TASK PROMPT: From the entries below, copy every line holding the word "async".
[DATA TO USE — start]
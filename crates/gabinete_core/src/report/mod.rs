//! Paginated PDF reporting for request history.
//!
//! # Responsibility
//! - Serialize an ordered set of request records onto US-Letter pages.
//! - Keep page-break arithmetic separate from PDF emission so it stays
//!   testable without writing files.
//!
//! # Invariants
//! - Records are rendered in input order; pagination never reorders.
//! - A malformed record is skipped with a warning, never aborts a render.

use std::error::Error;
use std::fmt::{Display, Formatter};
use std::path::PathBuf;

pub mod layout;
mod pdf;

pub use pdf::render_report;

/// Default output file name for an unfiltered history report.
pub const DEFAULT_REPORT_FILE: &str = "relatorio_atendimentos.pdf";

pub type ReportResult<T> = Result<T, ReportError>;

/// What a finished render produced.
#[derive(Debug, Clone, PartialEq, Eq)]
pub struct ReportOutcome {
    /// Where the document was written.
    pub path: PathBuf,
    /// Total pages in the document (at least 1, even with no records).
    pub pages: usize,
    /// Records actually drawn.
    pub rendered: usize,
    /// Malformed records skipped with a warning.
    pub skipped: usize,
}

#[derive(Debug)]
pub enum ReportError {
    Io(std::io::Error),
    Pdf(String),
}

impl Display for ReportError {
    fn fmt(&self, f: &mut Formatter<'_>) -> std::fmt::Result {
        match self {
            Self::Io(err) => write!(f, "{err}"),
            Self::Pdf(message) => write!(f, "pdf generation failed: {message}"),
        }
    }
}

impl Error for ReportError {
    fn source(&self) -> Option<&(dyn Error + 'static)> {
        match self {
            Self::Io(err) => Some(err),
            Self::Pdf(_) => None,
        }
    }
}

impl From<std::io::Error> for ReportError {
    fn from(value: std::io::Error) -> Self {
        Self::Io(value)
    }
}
[DATA TO USE — finish]
[DATA TO USE — start]
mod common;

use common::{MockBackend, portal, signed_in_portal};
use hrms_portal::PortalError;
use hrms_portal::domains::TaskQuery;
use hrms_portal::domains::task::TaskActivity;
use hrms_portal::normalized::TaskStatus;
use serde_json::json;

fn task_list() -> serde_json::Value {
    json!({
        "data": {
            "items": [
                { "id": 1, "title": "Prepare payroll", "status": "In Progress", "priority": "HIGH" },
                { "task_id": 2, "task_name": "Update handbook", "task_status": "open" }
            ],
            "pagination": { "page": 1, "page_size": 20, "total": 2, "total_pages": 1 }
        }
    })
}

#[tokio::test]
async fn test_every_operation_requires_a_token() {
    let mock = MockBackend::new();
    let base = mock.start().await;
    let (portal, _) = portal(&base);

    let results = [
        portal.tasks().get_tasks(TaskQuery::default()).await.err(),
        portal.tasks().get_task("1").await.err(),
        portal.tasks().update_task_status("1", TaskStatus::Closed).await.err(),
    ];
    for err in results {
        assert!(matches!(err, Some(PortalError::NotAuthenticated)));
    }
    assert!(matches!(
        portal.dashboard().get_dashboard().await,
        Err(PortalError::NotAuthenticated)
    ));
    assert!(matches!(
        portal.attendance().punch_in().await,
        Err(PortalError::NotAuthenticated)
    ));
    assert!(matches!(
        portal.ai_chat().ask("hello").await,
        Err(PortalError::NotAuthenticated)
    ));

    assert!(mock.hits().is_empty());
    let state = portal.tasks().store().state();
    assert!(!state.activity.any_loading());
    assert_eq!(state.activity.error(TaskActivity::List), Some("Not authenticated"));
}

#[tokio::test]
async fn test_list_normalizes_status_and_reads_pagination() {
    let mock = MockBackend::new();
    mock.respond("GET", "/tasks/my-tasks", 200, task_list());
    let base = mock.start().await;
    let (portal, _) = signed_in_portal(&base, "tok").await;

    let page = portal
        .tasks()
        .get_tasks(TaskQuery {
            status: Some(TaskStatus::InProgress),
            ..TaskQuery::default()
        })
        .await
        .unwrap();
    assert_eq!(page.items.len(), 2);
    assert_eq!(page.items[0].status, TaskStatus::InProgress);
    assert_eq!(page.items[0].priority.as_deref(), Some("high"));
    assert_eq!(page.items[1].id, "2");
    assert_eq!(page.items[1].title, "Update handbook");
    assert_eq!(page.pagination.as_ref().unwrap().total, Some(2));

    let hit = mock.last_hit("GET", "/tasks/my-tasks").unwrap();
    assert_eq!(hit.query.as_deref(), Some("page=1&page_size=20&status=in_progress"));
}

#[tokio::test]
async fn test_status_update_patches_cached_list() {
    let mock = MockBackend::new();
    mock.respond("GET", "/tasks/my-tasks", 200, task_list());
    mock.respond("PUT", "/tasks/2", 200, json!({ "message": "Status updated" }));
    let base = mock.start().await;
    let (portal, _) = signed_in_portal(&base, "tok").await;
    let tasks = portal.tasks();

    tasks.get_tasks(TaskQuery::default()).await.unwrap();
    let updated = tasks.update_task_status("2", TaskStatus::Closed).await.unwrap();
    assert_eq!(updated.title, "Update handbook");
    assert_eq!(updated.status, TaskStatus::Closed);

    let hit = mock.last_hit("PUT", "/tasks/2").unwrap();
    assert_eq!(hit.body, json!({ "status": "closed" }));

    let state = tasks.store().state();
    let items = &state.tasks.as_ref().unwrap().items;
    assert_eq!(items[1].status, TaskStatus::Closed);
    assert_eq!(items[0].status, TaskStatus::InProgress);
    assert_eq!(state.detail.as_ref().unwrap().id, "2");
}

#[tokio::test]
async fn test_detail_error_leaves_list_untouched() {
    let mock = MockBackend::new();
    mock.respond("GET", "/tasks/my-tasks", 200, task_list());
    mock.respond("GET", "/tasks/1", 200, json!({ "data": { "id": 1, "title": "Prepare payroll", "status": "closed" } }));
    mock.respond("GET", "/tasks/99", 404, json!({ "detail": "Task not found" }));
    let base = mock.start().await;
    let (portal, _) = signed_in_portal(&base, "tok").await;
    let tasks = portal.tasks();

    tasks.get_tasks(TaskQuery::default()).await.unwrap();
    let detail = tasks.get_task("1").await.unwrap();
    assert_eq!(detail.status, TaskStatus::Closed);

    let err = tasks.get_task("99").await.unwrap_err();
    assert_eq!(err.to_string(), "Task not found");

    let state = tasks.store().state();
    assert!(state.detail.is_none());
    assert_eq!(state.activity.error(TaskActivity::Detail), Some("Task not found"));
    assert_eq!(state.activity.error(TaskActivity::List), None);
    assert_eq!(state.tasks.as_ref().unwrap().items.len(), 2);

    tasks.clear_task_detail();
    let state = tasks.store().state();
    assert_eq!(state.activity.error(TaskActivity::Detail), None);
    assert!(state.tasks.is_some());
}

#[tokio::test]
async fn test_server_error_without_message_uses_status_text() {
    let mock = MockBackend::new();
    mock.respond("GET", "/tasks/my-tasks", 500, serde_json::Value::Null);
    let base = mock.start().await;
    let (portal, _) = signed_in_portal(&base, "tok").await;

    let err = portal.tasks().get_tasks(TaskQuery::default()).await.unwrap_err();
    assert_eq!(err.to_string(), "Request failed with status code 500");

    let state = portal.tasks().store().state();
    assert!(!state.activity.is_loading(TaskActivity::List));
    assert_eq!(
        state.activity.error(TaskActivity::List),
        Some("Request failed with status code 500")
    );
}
[DATA TO USE — finish]
EXERCISE RESULT:
async fn test_every_operation_requires_a_token() {
async fn test_list_normalizes_status_and_reads_pagination() {
async fn test_status_update_patches_cached_list() {
async fn test_detail_error_leaves_list_untouched() {
async fn test_server_error_without_message_uses_status_text() {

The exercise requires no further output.